This 'overhead' grows even more significant if you consider frequently repeating tags, such as the 'element' tag, where hundreds or thousands of them might be contained in a single XML document. The above XML fragment is 116 bytes, while only 13 bytes of actual data is contained in there (the 'value' attribute and the 'text contents' text node).
This overhead is hardly a problem in trivial applications, but it becomes highly significant when you're dealing with bigger and / or more frequently accessed XML data. Take the Tweakers.net homepage, for example. At the moment, it's about 80 kilobytes of data (just the HTML), which transfers about 7000 characters worth of readable data to the user (estimate, I just copy/pasted the whole page into a text document to test).
With millions of pageviews per day, the overhead caused by this method of representing XML data becomes very significant - and Tweakers.net is actually just a small player, if you compare it to the truly massive international websites and other applications where XML is used today.

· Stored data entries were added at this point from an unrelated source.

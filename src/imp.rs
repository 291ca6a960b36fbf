/// Implements `Serialize` and `Deserialize` through the `Display` and
/// `FromStr` implementations of a type.
macro_rules! impl_serde_str {
    ($Ty:ty, $name:literal) => {
        #[cfg(feature = "serde")]
        impl serde::Serialize for $Ty {
            fn serialize<S>(&self, serializer: S) -> Result<S::Ok, S::Error>
            where
                S: serde::Serializer,
            {
                serializer.collect_str(self)
            }
        }

        #[cfg(feature = "serde")]
        impl<'de> serde::Deserialize<'de> for $Ty {
            fn deserialize<D>(deserializer: D) -> Result<Self, D::Error>
            where
                D: serde::Deserializer<'de>,
            {
                let s = <String as serde::Deserialize>::deserialize(deserializer)?;
                s.parse().map_err(|e| {
                    <D::Error as serde::de::Error>::custom(format_args!(
                        "failed to parse {s:?} as {}: {e}",
                        $name
                    ))
                })
            }
        }
    };
}

pub(crate) use impl_serde_str;
//! Single validated parameters.

use crate::{
    address::RecipientAddress, amount::Amount, memo::MemoBytes, qchar::ParamNameString,
    qchar::QcharString, Error, Result,
};

/// Parameter names with a meaning defined by the URI format.
pub(crate) const RESERVED_KEYS: [&str; 5] = ["address", "amount", "label", "memo", "message"];

/// The prefix of parameters a reader must understand to accept the URI.
pub(crate) const REQUIRED_PREFIX: &str = "req-";

/// One validated parameter of a payment.
#[derive(Clone, Debug, PartialEq, Eq)]
pub enum Param {
    /// The recipient address.
    Address(RecipientAddress),
    /// The amount to pay.
    Amount(Amount),
    /// A memo for the recipient.
    Memo(MemoBytes),
    /// A label for the recipient.
    Label(QcharString),
    /// A message for the payer.
    Message(QcharString),
    /// An extension parameter.
    Other(OtherParam),
}

impl Param {
    /// Returns the parameter name, without any index.
    #[must_use]
    pub fn name(&self) -> &str {
        match self {
            Self::Address(_) => "address",
            Self::Amount(_) => "amount",
            Self::Memo(_) => "memo",
            Self::Label(_) => "label",
            Self::Message(_) => "message",
            Self::Other(p) => p.key().as_str(),
        }
    }
}

/// An extension parameter, with an optional value.
///
/// # Examples
///
/// ```
/// use zcash_payment_uri::{Error, OtherParam, ParamNameString, QcharString};
///
/// let key = ParamNameString::new("order-id").unwrap();
/// let value = QcharString::new("A#42").unwrap();
/// let param = OtherParam::new(key, Some(value))?;
/// assert_eq!(param.value().map(|v| v.encoded()), Some("A%2342"));
///
/// let key = ParamNameString::new("req-refund").unwrap();
/// assert_eq!(
///     OtherParam::new(key, None),
///     Err(Error::OtherParamUsesReservedKey("req-refund".into()))
/// );
/// # Ok::<_, Error>(())
/// ```
#[derive(Clone, Debug, PartialEq, Eq, Hash)]
pub struct OtherParam {
    key: ParamNameString,
    value: Option<QcharString>,
}

impl OtherParam {
    /// Creates an extension parameter.
    ///
    /// # Errors
    ///
    /// Returns [`Error::OtherParamUsesReservedKey`] if the key is a reserved
    /// name or starts with `req-`.
    pub fn new(key: ParamNameString, value: Option<QcharString>) -> Result<Self> {
        let k = key.as_str();
        if RESERVED_KEYS.contains(&k) || k.starts_with(REQUIRED_PREFIX) {
            return Err(Error::OtherParamUsesReservedKey(k.to_owned()));
        }
        Ok(Self { key, value })
    }

    /// Creates an extension parameter from its text as written in a URI.
    ///
    /// An empty value is the same as no value.
    ///
    /// # Errors
    ///
    /// Returns [`Error::OtherParamEncodingError`] for an invalid key,
    /// [`Error::QcharDecodeFailed`] for an invalid value and
    /// [`Error::OtherParamUsesReservedKey`] for a reserved key.
    pub fn parse(key: &str, value: Option<&str>) -> Result<Self> {
        let key =
            ParamNameString::new(key).map_err(|_| Error::OtherParamEncodingError(key.to_owned()))?;
        let value = match value {
            None | Some("") => None,
            Some(v) => Some(
                QcharString::from_encoded(v).map_err(|_| Error::QcharDecodeFailed(v.to_owned()))?,
            ),
        };
        Self::new(key, value)
    }

    /// Returns the key.
    #[must_use]
    pub fn key(&self) -> &ParamNameString {
        &self.key
    }

    /// Returns the value, if any.
    #[must_use]
    pub fn value(&self) -> Option<&QcharString> {
        self.value.as_ref()
    }
}

/// A parameter paired with its index, `0` standing for no index.
#[derive(Debug)]
pub(crate) struct IndexedParameter {
    pub(crate) index: usize,
    pub(crate) param: Param,
}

There are methods to greatly reduce some of the overhead in transferring XML, for example GZip, employed by almost all websites. This reduces the actually transferred size of XML by a significant percentage, usually more than 50% for HTML websites, 80% or more being possible. This is largely dependent on the application, though - small XML documents, such as the example above, could even be larger in size when compressed with GZip. This is in part because GZip is not specifically tailored for XML - it's a general-purpose compression algorithm. Of course, this is hardly an argument GZip works, and it saves a lot of transferred bytes.
It doesn't, however, save on processing power. On the 'generator' side of the transfer of an XML document, the XML still needs to be generated. On the 'receiver' side, for example your browser, the XML document still needs to be converted from a character stream into a Document Object Model, which in turn is turned into a visual representation of a website or whichever data you're looking at.
GZip doesn't help with this, as it actually adds a bit of overhead in compressing and decompressing the XML document. To the user, this overhead is hardly noticeable with computers being as fast as they are today, but if you take it all together, it's a very significant process.
It didn't take long for the people to find out that XML isn't an ideal format in environments where high transfer speeds and low overhead are required. That's why XML never did really replace existing or new of the so-called binary formats, as they're far more efficient and have hardly any overhead. XML does offer other advantages, however, so the one doesn't exclude the other.
In any case, on towards the main point of this tl;dr post. A few days ago, the World Wide Web Consortium (W3C) published a new standard called Efficient XML Interchange that promises to alleviate both disadvantages of XML: Raw size, and processing power needs.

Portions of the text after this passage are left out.